Жизнь Лявона складывалась из трёх основных составляющих: мечтаний, размышлений и неба. Лявон мечтал всегда и везде — по утрам в постели, по дороге в университет, на лекциях, на перерывах, все вечера и все выходные напролёт. Особенно хорошо ему мечталось глядя на небо. На улице это приводило к спотыканиям и опозданиям, а в помещении Лявон притягивался как магнитом к любому окну. В открытое окно он высовывался, опираясь локтями на подоконник, а к закрытому приближал лицо так близко, что от дыхания на стекле появлялось влажное пятно.

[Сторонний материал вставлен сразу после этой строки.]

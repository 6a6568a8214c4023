//! Shared application state.
//!
//! # Responsibility
//! - Own the single SQLite connection behind a mutex.
//! - Run service calls on tokio's blocking pool.
//!
//! # Invariants
//! - The connection is only touched while the mutex is held.
//! - No other in-process mutable state exists.

use crate::config::DatabaseTarget;
use crate::error::ApiError;
use parking_lot::Mutex;
use reviewers_core::db::{open_db, open_db_in_memory, DbResult};
use reviewers_core::{
    count_reviewers, ReviewerService, ServiceError, ServiceResult, SqliteReviewerRepository,
};
use rusqlite::Connection;
use std::sync::Arc;

#[derive(Clone)]
pub struct AppState {
    db: Arc<Mutex<Connection>>,
}

impl AppState {
    /// Wraps an already migrated connection.
    pub fn new(conn: Connection) -> Self {
        Self {
            db: Arc::new(Mutex::new(conn)),
        }
    }

    /// Opens the configured store and applies migrations.
    pub fn open(target: &DatabaseTarget) -> DbResult<Self> {
        let conn = match target {
            DatabaseTarget::File(path) => open_db(path)?,
            DatabaseTarget::Memory => open_db_in_memory()?,
        };
        Ok(Self::new(conn))
    }

    /// Runs `op` against a request-scoped service on the blocking pool.
    pub async fn run<T, F>(&self, op: F) -> Result<T, ApiError>
    where
        T: Send + 'static,
        F: FnOnce(&ReviewerService<SqliteReviewerRepository<'_>>) -> ServiceResult<T>
            + Send
            + 'static,
    {
        let db = Arc::clone(&self.db);
        let result = tokio::task::spawn_blocking(move || {
            let conn = db.lock();
            let service = ReviewerService::new(SqliteReviewerRepository::new(&conn));
            op(&service)
        })
        .await?;

        Ok(result?)
    }

    /// Number of stored reviewers, without loading any rows.
    pub async fn reviewer_count(&self) -> Result<i64, ApiError> {
        let db = Arc::clone(&self.db);
        let result = tokio::task::spawn_blocking(move || count_reviewers(&db.lock())).await?;
        Ok(result.map_err(ServiceError::from)?)
    }
}
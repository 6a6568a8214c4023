//! Embedded schema migrations for the reviewer store.
//!
//! Steps are applied in ascending `version` order inside one transaction, and
//! the highest applied step is recorded in `PRAGMA user_version`. A store
//! stamped with a version this binary does not know is left untouched.

use crate::db::{DbError, DbResult};
use log::info;
use rusqlite::Connection;

/// One forward-only schema step.
#[derive(Debug, Clone, Copy)]
struct SchemaStep {
    version: u32,
    name: &'static str,
    sql: &'static str,
}

const SCHEMA_STEPS: &[SchemaStep] = &[SchemaStep {
    version: 1,
    name: "create_reviewers",
    sql: include_str!("0001_init.sql"),
}];

/// Schema version a freshly migrated reviewer store ends up at.
pub fn latest_version() -> u32 {
    SCHEMA_STEPS.last().map_or(0, |step| step.version)
}

/// Brings `conn` up to [`latest_version`].
///
/// # Errors
/// - `DbError::UnsupportedSchemaVersion` when the store is ahead of this binary.
/// - `DbError::Sqlite` when a step fails; earlier steps of the same run are
///   rolled back with it.
pub fn apply_migrations(conn: &mut Connection) -> DbResult<()> {
    let stored = stored_version(conn)?;
    let target = latest_version();

    if stored > target {
        return Err(DbError::UnsupportedSchemaVersion {
            db_version: stored,
            latest_supported: target,
        });
    }

    let pending: Vec<&SchemaStep> = SCHEMA_STEPS
        .iter()
        .filter(|step| step.version > stored)
        .collect();
    if pending.is_empty() {
        return Ok(());
    }

    let tx = conn.transaction()?;
    for step in &pending {
        tx.execute_batch(step.sql)?;
        tx.pragma_update(None, "user_version", step.version)?;
        info!(
            "event=db_migrate module=db status=applied version={} name={}",
            step.version, step.name
        );
    }
    tx.commit()?;

    info!("event=db_migrate module=db status=ok from_version={stored} to_version={target}");
    Ok(())
}

fn stored_version(conn: &Connection) -> DbResult<u32> {
    Ok(conn.pragma_query_value(None, "user_version", |row| row.get::<_, u32>(0))?)
}
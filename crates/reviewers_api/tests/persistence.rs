use axum::body::Body;
use axum::http::{Method, Request, StatusCode};
use http_body_util::BodyExt;
use reviewers_api::{create_router, AppState, DatabaseTarget};
use serde_json::{json, Value};
use tower::ServiceExt;

#[tokio::test]
async fn reviewers_survive_reopening_the_database_file() {
    let dir = tempfile::tempdir().unwrap();
    let target = DatabaseTarget::File(dir.path().join("reviewers.sqlite3"));

    let app = create_router(AppState::open(&target).unwrap());
    let request = Request::builder()
        .method(Method::POST)
        .uri("/reviewers")
        .header("content-type", "application/json")
        .body(Body::from(
            json!({ "name": "Ada", "email": "ada@example.org" }).to_string(),
        ))
        .unwrap();
    let response = app.oneshot(request).await.unwrap();
    assert_eq!(response.status(), StatusCode::CREATED);

    let reopened = create_router(AppState::open(&target).unwrap());
    let request = Request::builder()
        .uri("/reviewers")
        .body(Body::empty())
        .unwrap();
    let response = reopened.oneshot(request).await.unwrap();
    assert_eq!(response.status(), StatusCode::OK);

    let bytes = response.into_body().collect().await.unwrap().to_bytes();
    let reviewers: Value = serde_json::from_slice(&bytes).unwrap();
    assert_eq!(reviewers[0]["email"], "ada@example.org");
}

#[tokio::test]
async fn reviewer_count_reflects_stored_rows() {
    let state = AppState::open(&DatabaseTarget::Memory).unwrap();
    assert_eq!(state.reviewer_count().await.unwrap(), 0);

    let app = create_router(state.clone());
    for email in ["ada@example.org", "grace@example.org"] {
        let request = Request::builder()
            .method(Method::POST)
            .uri("/reviewers")
            .header("content-type", "application/json")
            .body(Body::from(json!({ "name": "R", "email": email }).to_string()))
            .unwrap();
        let response = app.clone().oneshot(request).await.unwrap();
        assert_eq!(response.status(), StatusCode::CREATED);
    }

    assert_eq!(state.reviewer_count().await.unwrap(), 2);
}
//! Reviewer use-case service.
//!
//! # Responsibility
//! - Provide list/get/create/replace/patch/delete entry points.
//! - Distinguish "not found" from "found but conflicting" on writes.
//!
//! # Invariants
//! - Create never trusts a client-supplied id.
//! - Replace overwrites every mutable field; patch merges supplied keys only.
//! - Update and delete paths check existence before writing.
//! - Service layer remains storage-agnostic.

use crate::model::reviewer::{Reviewer, ReviewerId, ReviewerPatch, ReviewerValidationError};
use crate::repo::reviewer_repo::{RepoError, ReviewerRepository};
use log::{debug, info, warn};
use std::error::Error;
use std::fmt::{Display, Formatter};

pub type ServiceResult<T> = Result<T, ServiceError>;

/// Service error for reviewer use-cases.
#[derive(Debug)]
pub enum ServiceError {
    /// Target reviewer does not exist.
    NotFound(ReviewerId),
    /// Write would violate email uniqueness.
    Conflict(String),
    /// Required field missing or malformed.
    Validation(ReviewerValidationError),
    /// Any other persistence-layer failure.
    Repo(RepoError),
}

impl Display for ServiceError {
    fn fmt(&self, f: &mut Formatter<'_>) -> std::fmt::Result {
        match self {
            Self::NotFound(id) => write!(f, "Reviewer with id {id} not found"),
            Self::Conflict(_) => write!(f, "Email already exists"),
            Self::Validation(err) => write!(f, "{err}"),
            Self::Repo(err) => write!(f, "{err}"),
        }
    }
}

impl Error for ServiceError {
    fn source(&self) -> Option<&(dyn Error + 'static)> {
        match self {
            Self::Validation(err) => Some(err),
            Self::Repo(err) => Some(err),
            _ => None,
        }
    }
}

impl From<RepoError> for ServiceError {
    fn from(value: RepoError) -> Self {
        match value {
            RepoError::NotFound(id) => Self::NotFound(id),
            RepoError::DuplicateEmail(email) => Self::Conflict(email),
            RepoError::Validation(err) => Self::Validation(err),
            other => Self::Repo(other),
        }
    }
}

/// Use-case service wrapper for reviewer CRUD operations.
pub struct ReviewerService<R: ReviewerRepository> {
    repo: R,
}

impl<R: ReviewerRepository> ReviewerService<R> {
    /// Creates a service using the provided repository implementation.
    pub fn new(repo: R) -> Self {
        Self { repo }
    }

    /// Lists all reviewers ordered by ascending id.
    pub fn list_reviewers(&self) -> ServiceResult<Vec<Reviewer>> {
        Ok(self.repo.find_all()?)
    }

    /// Gets one reviewer by id. `Ok(None)` when absent.
    pub fn get_reviewer(&self, id: ReviewerId) -> ServiceResult<Option<Reviewer>> {
        Ok(self.repo.find_by_id(id)?)
    }

    /// Persists a new reviewer and returns it with its assigned id.
    ///
    /// # Contract
    /// - Any `id` on the input is discarded.
    /// - Duplicate email yields `ServiceError::Conflict` and no row.
    pub fn create_reviewer(&self, reviewer: &Reviewer) -> ServiceResult<Reviewer> {
        let candidate = Reviewer {
            id: None,
            ..reviewer.clone()
        };
        let saved = self.repo.save(&candidate)?;
        info!(
            "event=reviewer_create module=service status=ok id={}",
            saved.id.unwrap_or_default()
        );
        Ok(saved)
    }

    /// Replaces every mutable field of reviewer `id`.
    ///
    /// # Contract
    /// - The path `id` wins over any id in `reviewer`.
    /// - Optional fields omitted from `reviewer` become `None`.
    pub fn replace_reviewer(&self, id: ReviewerId, reviewer: &Reviewer) -> ServiceResult<Reviewer> {
        let existing = self.require(id)?;
        debug!(
            "event=reviewer_replace module=service status=start id={id} previous_email={}",
            existing.email
        );

        let replacement = Reviewer {
            id: Some(id),
            ..reviewer.clone()
        };
        let saved = self.repo.save(&replacement)?;
        info!("event=reviewer_replace module=service status=ok id={id}");
        Ok(saved)
    }

    /// Merges the supplied keys of `patch` into reviewer `id`.
    pub fn patch_reviewer(&self, id: ReviewerId, patch: &ReviewerPatch) -> ServiceResult<Reviewer> {
        let mut existing = self.require(id)?;
        patch.apply_to(&mut existing);

        let saved = self.repo.save(&existing)?;
        info!("event=reviewer_patch module=service status=ok id={id}");
        Ok(saved)
    }

    /// Deletes reviewer `id`.
    pub fn delete_reviewer(&self, id: ReviewerId) -> ServiceResult<()> {
        self.require(id)?;
        self.repo.delete_by_id(id)?;
        info!("event=reviewer_delete module=service status=ok id={id}");
        Ok(())
    }

    fn require(&self, id: ReviewerId) -> ServiceResult<Reviewer> {
        match self.repo.find_by_id(id)? {
            Some(reviewer) => Ok(reviewer),
            None => {
                warn!("event=reviewer_lookup module=service status=not_found id={id}");
                Err(ServiceError::NotFound(id))
            }
        }
    }
}
//! Core use-case services.
//!
//! # Responsibility
//! - Orchestrate repository calls into use-case level APIs.
//! - Keep the HTTP layer decoupled from storage details.

pub mod reviewer_service;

Мечты были смутные и неопределённые, о бескрайнем будущем, о светлых свершениях. Иногда он видел себя в просторном математическом кабинете, с мимолётной улыбкой решающим важные научные задачи, иногда — на залитой солнцем набережной, широким жестом указывающим кому-то, в каком месте нужно заложить новый жилой массив.

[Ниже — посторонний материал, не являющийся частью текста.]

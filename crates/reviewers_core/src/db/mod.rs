//! Reviewer store: SQLite connection setup and schema management.
//!
//! A connection handed out by [`open_db`] or [`open_db_in_memory`] already
//! holds the `reviewers` table at [`migrations::latest_version`]; callers never
//! see a half-migrated store.

use std::error::Error;
use std::fmt::{Display, Formatter};

pub mod migrations;
mod open;

pub use open::{open_db, open_db_in_memory};

pub type DbResult<T> = Result<T, DbError>;

/// Failure while opening, migrating or querying the reviewer store.
#[derive(Debug)]
pub enum DbError {
    Sqlite(rusqlite::Error),
    /// The file was written by a newer build of this service.
    UnsupportedSchemaVersion {
        db_version: u32,
        latest_supported: u32,
    },
}

impl DbError {
    /// Whether SQLite refused a write because of a `UNIQUE` column
    /// (today only `reviewers.email`).
    pub fn is_unique_violation(&self) -> bool {
        let Self::Sqlite(rusqlite::Error::SqliteFailure(err, _)) = self else {
            return false;
        };
        err.code == rusqlite::ErrorCode::ConstraintViolation
            && err.extended_code == rusqlite::ffi::SQLITE_CONSTRAINT_UNIQUE
    }
}

impl Display for DbError {
    fn fmt(&self, f: &mut Formatter<'_>) -> std::fmt::Result {
        match self {
            Self::Sqlite(err) => write!(f, "{err}"),
            Self::UnsupportedSchemaVersion {
                db_version,
                latest_supported,
            } => write!(
                f,
                "reviewer store is at schema version {db_version}, this build supports up to {latest_supported}"
            ),
        }
    }
}

impl Error for DbError {
    fn source(&self) -> Option<&(dyn Error + 'static)> {
        match self {
            Self::Sqlite(err) => Some(err),
            Self::UnsupportedSchemaVersion { .. } => None,
        }
    }
}

impl From<rusqlite::Error> for DbError {
    fn from(value: rusqlite::Error) -> Self {
        Self::Sqlite(value)
    }
}
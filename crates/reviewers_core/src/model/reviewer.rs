//! Reviewer domain model.
//!
//! # Responsibility
//! - Define the persisted reviewer record and its JSON shape.
//! - Define the partial-update payload used by merge-style updates.
//! - Validate required fields before any write reaches storage.
//!
//! # Invariants
//! - `id` is `None` until storage assigns one on insert.
//! - `name` and `email` are non-blank; `email` is syntactically valid.
//! - Email uniqueness is owned by the storage layer, not by this model.

use email_address::{EmailAddress, Options};
use serde::{Deserialize, Deserializer, Serialize};
use std::error::Error;
use std::fmt::{Display, Formatter};

/// Storage-assigned primary key of a reviewer row.
pub type ReviewerId = i64;

/// A person who can review papers.
///
/// Missing `name`/`email` keys decode as empty strings so the request reaches
/// validation and fails there with a field-specific message.
#[derive(Debug, Clone, Default, PartialEq, Eq, Serialize, Deserialize)]
pub struct Reviewer {
    /// Assigned on insert. Ignored on input for create and full update.
    #[serde(default, skip_serializing_if = "Option::is_none")]
    pub id: Option<ReviewerId>,
    #[serde(default)]
    pub name: String,
    /// Unique across all reviewers.
    #[serde(default)]
    pub email: String,
    #[serde(default)]
    pub affiliation: Option<String>,
    #[serde(default)]
    pub expertise: Option<String>,
}

impl Reviewer {
    /// Creates an unsaved reviewer with required fields only.
    pub fn new(name: impl Into<String>, email: impl Into<String>) -> Self {
        Self {
            id: None,
            name: name.into(),
            email: email.into(),
            affiliation: None,
            expertise: None,
        }
    }

    /// Builder-style setter for `affiliation`.
    pub fn with_affiliation(mut self, affiliation: impl Into<String>) -> Self {
        self.affiliation = Some(affiliation.into());
        self
    }

    /// Builder-style setter for `expertise`.
    pub fn with_expertise(mut self, expertise: impl Into<String>) -> Self {
        self.expertise = Some(expertise.into());
        self
    }

    /// Validates field-level invariants.
    ///
    /// Checks run in declaration order and the first failure wins.
    pub fn validate(&self) -> Result<(), ReviewerValidationError> {
        if self.name.trim().is_empty() {
            return Err(ReviewerValidationError::NameRequired);
        }

        if self.email.trim().is_empty() {
            return Err(ReviewerValidationError::EmailRequired);
        }
        // The stored value is the raw string, so padding would slip past UNIQUE.
        if self.email.trim() != self.email || !is_bare_email(&self.email) {
            return Err(ReviewerValidationError::InvalidEmail(self.email.clone()));
        }

        Ok(())
    }
}

/// Field-level validation failure for a reviewer write.
#[derive(Debug, Clone, PartialEq, Eq)]
pub enum ReviewerValidationError {
    NameRequired,
    EmailRequired,
    InvalidEmail(String),
}

impl Display for ReviewerValidationError {
    fn fmt(&self, f: &mut Formatter<'_>) -> std::fmt::Result {
        match self {
            Self::NameRequired => write!(f, "Name is required"),
            Self::EmailRequired => write!(f, "Email is required"),
            Self::InvalidEmail(_) => write!(f, "Email should be valid"),
        }
    }
}

impl Error for ReviewerValidationError {}

/// Merge payload for partial updates.
///
/// Each field is tri-state: `None` leaves the stored value untouched,
/// `Some(None)` clears it, `Some(Some(v))` overwrites it. Keys other than the
/// four mutable fields are ignored, `id` included.
#[derive(Debug, Clone, Default, PartialEq, Eq, Deserialize)]
pub struct ReviewerPatch {
    #[serde(default, deserialize_with = "present")]
    pub name: Option<Option<String>>,
    #[serde(default, deserialize_with = "present")]
    pub email: Option<Option<String>>,
    #[serde(default, deserialize_with = "present")]
    pub affiliation: Option<Option<String>>,
    #[serde(default, deserialize_with = "present")]
    pub expertise: Option<Option<String>>,
}

impl ReviewerPatch {
    /// Returns `true` when no known key was supplied.
    pub fn is_empty(&self) -> bool {
        self.name.is_none()
            && self.email.is_none()
            && self.affiliation.is_none()
            && self.expertise.is_none()
    }

    /// Merges supplied keys into `reviewer`.
    ///
    /// A `null` name or email becomes an empty string and is rejected later by
    /// [`Reviewer::validate`].
    pub fn apply_to(&self, reviewer: &mut Reviewer) {
        if let Some(name) = &self.name {
            reviewer.name = name.clone().unwrap_or_default();
        }
        if let Some(email) = &self.email {
            reviewer.email = email.clone().unwrap_or_default();
        }
        if let Some(affiliation) = &self.affiliation {
            reviewer.affiliation = affiliation.clone();
        }
        if let Some(expertise) = &self.expertise {
            reviewer.expertise = expertise.clone();
        }
    }
}

fn is_bare_email(value: &str) -> bool {
    EmailAddress::parse_with_options(value, Options::default().without_display_text()).is_ok()
}

// Distinguishes an explicit `null` from an absent key.
fn present<'de, D>(deserializer: D) -> Result<Option<Option<String>>, D::Error>
where
    D: Deserializer<'de>,
{
    Option::<String>::deserialize(deserializer).map(Some)
}

#[cfg(test)]
mod tests {
    use super::{Reviewer, ReviewerPatch, ReviewerValidationError};

    #[test]
    fn validate_accepts_minimal_reviewer() {
        Reviewer::new("Ada Lovelace", "ada@example.org")
            .validate()
            .expect("minimal reviewer should be valid");
    }

    #[test]
    fn validate_rejects_blank_name_before_email() {
        let err = Reviewer::new("   ", "not-an-email").validate().unwrap_err();
        assert_eq!(err, ReviewerValidationError::NameRequired);
    }

    #[test]
    fn validate_rejects_blank_and_malformed_email() {
        let blank = Reviewer::new("Ada", " ").validate().unwrap_err();
        assert_eq!(blank, ReviewerValidationError::EmailRequired);

        let malformed = Reviewer::new("Ada", "ada.example.org")
            .validate()
            .unwrap_err();
        assert!(matches!(malformed, ReviewerValidationError::InvalidEmail(_)));
        assert_eq!(malformed.to_string(), "Email should be valid");
    }

    #[test]
    fn validate_rejects_display_text_form() {
        let err = Reviewer::new("Ada", "Ada Lovelace <ada@example.org>")
            .validate()
            .unwrap_err();
        assert!(matches!(err, ReviewerValidationError::InvalidEmail(_)));
    }

    #[test]
    fn validate_rejects_padded_email() {
        for padded in [" ada@example.org", "ada@example.org ", "\tada@example.org\n"] {
            let err = Reviewer::new("Ada", padded).validate().unwrap_err();
            assert!(
                matches!(err, ReviewerValidationError::InvalidEmail(_)),
                "`{padded}` should be rejected"
            );
        }
    }

    #[test]
    fn patch_apply_only_touches_supplied_fields() {
        let mut reviewer = Reviewer::new("Ada", "ada@example.org")
            .with_affiliation("Analytical Society")
            .with_expertise("computing");
        let patch = ReviewerPatch {
            expertise: Some(Some("mathematics".to_string())),
            affiliation: Some(None),
            ..ReviewerPatch::default()
        };

        patch.apply_to(&mut reviewer);

        assert_eq!(reviewer.name, "Ada");
        assert_eq!(reviewer.email, "ada@example.org");
        assert_eq!(reviewer.affiliation, None);
        assert_eq!(reviewer.expertise.as_deref(), Some("mathematics"));
    }

    #[test]
    fn empty_patch_reports_empty() {
        assert!(ReviewerPatch::default().is_empty());
    }
}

Порой грёзы покидали будущее, приближались к настоящему и принимали форму прекрасных девушек, которые могли бы ему встретиться на улице или в коридорах университета. Их силуэты и профили, ускользающие, полупрозрачные, одновременно будоражили его и приводили в состояние приятной грусти. А изредка мечты сгущались до спортивного велосипеда, и Лявон катил на нём по прохладным, росистым утренним шоссе. Мимо проплывали лёгкие летние рощи, сверху его сопровождали огромные и дружелюбные облака. Устав крутить педали, Лявон элегантно притормаживал рядом с хутором, услужливо оказавшимся на развилке дороги. Облака останавливались. Из сеней взволнованно выходила прекрасная хуторянка. Вспыхнув и потупившись, она давала ему напиться воды из ковшика. Лявон доставал мобильный телефон — ещё одна слабая материальная мечта — записывал её номер и тут же трогался дальше, не желая замутнять идеал банальным разговором.

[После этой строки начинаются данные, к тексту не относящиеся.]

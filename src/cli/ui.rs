use comfy_table::modifiers::UTF8_ROUND_CORNERS;
use comfy_table::presets::UTF8_FULL;
use comfy_table::{Attribute, Cell, CellAlignment, Color, ContentArrangement, Table};
use console::style;
use indicatif::{ProgressBar, ProgressStyle};
use std::time::Duration;
use tokio::sync::watch;
use tokio::task::JoinHandle;

/// Defines different styles for text elements.
pub enum StyleType {
    Title,
    Label,
    Result,
    Error,
    Subtle,
}

/// Applies a consistent style to a string.
pub fn style_text(text: &str, style_type: StyleType) -> String {
    let styled = match style_type {
        StyleType::Title => style(text).bold().underlined(),
        StyleType::Label => style(text).bold(),
        StyleType::Result => style(text).green().bold(),
        StyleType::Error => style(text).red(),
        StyleType::Subtle => style(text).dim(),
    };
    styled.to_string()
}

/// Creates a new `comfy_table::Table` with standard styling.
pub fn new_styled_table() -> Table {
    let mut table = Table::new();
    table
        .load_preset(UTF8_FULL)
        .apply_modifier(UTF8_ROUND_CORNERS)
        .set_content_arrangement(ContentArrangement::Dynamic);
    table
}

/// Creates a styled header cell for a table.
pub fn header_cell(text: &str) -> Cell {
    Cell::new(text)
        .fg(Color::Cyan)
        .add_attribute(Attribute::Bold)
}

/// Right aligned numeric cell.
pub fn number_cell(value: f64, decimals: usize) -> Cell {
    Cell::new(format!("{value:.decimals$}")).set_alignment(CellAlignment::Right)
}

/// Formats an amount with its currency code, e.g. `110.00 EUR`.
pub fn format_amount(amount: f64, code: &str) -> String {
    format!("{amount:.2} {code}")
}

/// Creates a spinner shown while a request is in flight.
pub fn new_spinner(message: &str) -> ProgressBar {
    let pb = ProgressBar::new_spinner();
    if let Ok(spinner_style) = ProgressStyle::default_spinner().template("{spinner:.green} {msg}") {
        pb.set_style(spinner_style);
    }
    pb.set_message(message.to_string());
    pb.enable_steady_tick(Duration::from_millis(100));
    pb
}

/// Shows a spinner whenever `loading` reports a request in flight. The task
/// ends when the rate source is dropped; abort it to stop earlier.
pub fn spawn_busy_indicator(
    mut loading: watch::Receiver<bool>,
    message: &'static str,
) -> JoinHandle<()> {
    tokio::spawn(async move {
        loop {
            if loading.wait_for(|busy| *busy).await.is_err() {
                return;
            }
            let pb = new_spinner(message);
            let idle = loading.wait_for(|busy| !*busy).await.is_ok();
            pb.finish_and_clear();
            if !idle {
                return;
            }
        }
    })
}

Изредка Лявону случалось смотреть в окно вместе с кем-то ещё, и тогда он с одного взгляда безошибочно определял степень душевного родства с этим человеком: если тот опускал глаза вниз, к улице и прохожим, то надолго получал низкую оценку. К людям, смотрящим на облака вместе с ним, Лявон чувствовал расположение, но и здесь были свои тонкости. Если человек начинал придумывать, на что похоже то или иное облако, Лявон морщился. Небо — прекрасно само по себе, в его плавном величественном изменении, и сравнения облаков с предметами принижали небеса и свидетельствовали о слишком практическом складе ума. Поскольку практиками оказывались решительно все, Лявон с некоторого времени предпочитал созерцать облака в одиночку, чтобы лишний раз не разочаровываться в знакомых. Однажды он подумал, что и прекрасная хуторянка, скорее всего, стала бы радоваться похожести облаков на львов, китов или человеческие головы, а то и похуже — могла бы опустить взгляд, зевнуть в узкую ладошку и сказать, что ей скучно и хочется на танцы. Своей силы её образ от этого ничуть не утратил, и даже наоборот, но с тех пор он проезжал мимо её дома только после заката, когда небо уже погасало.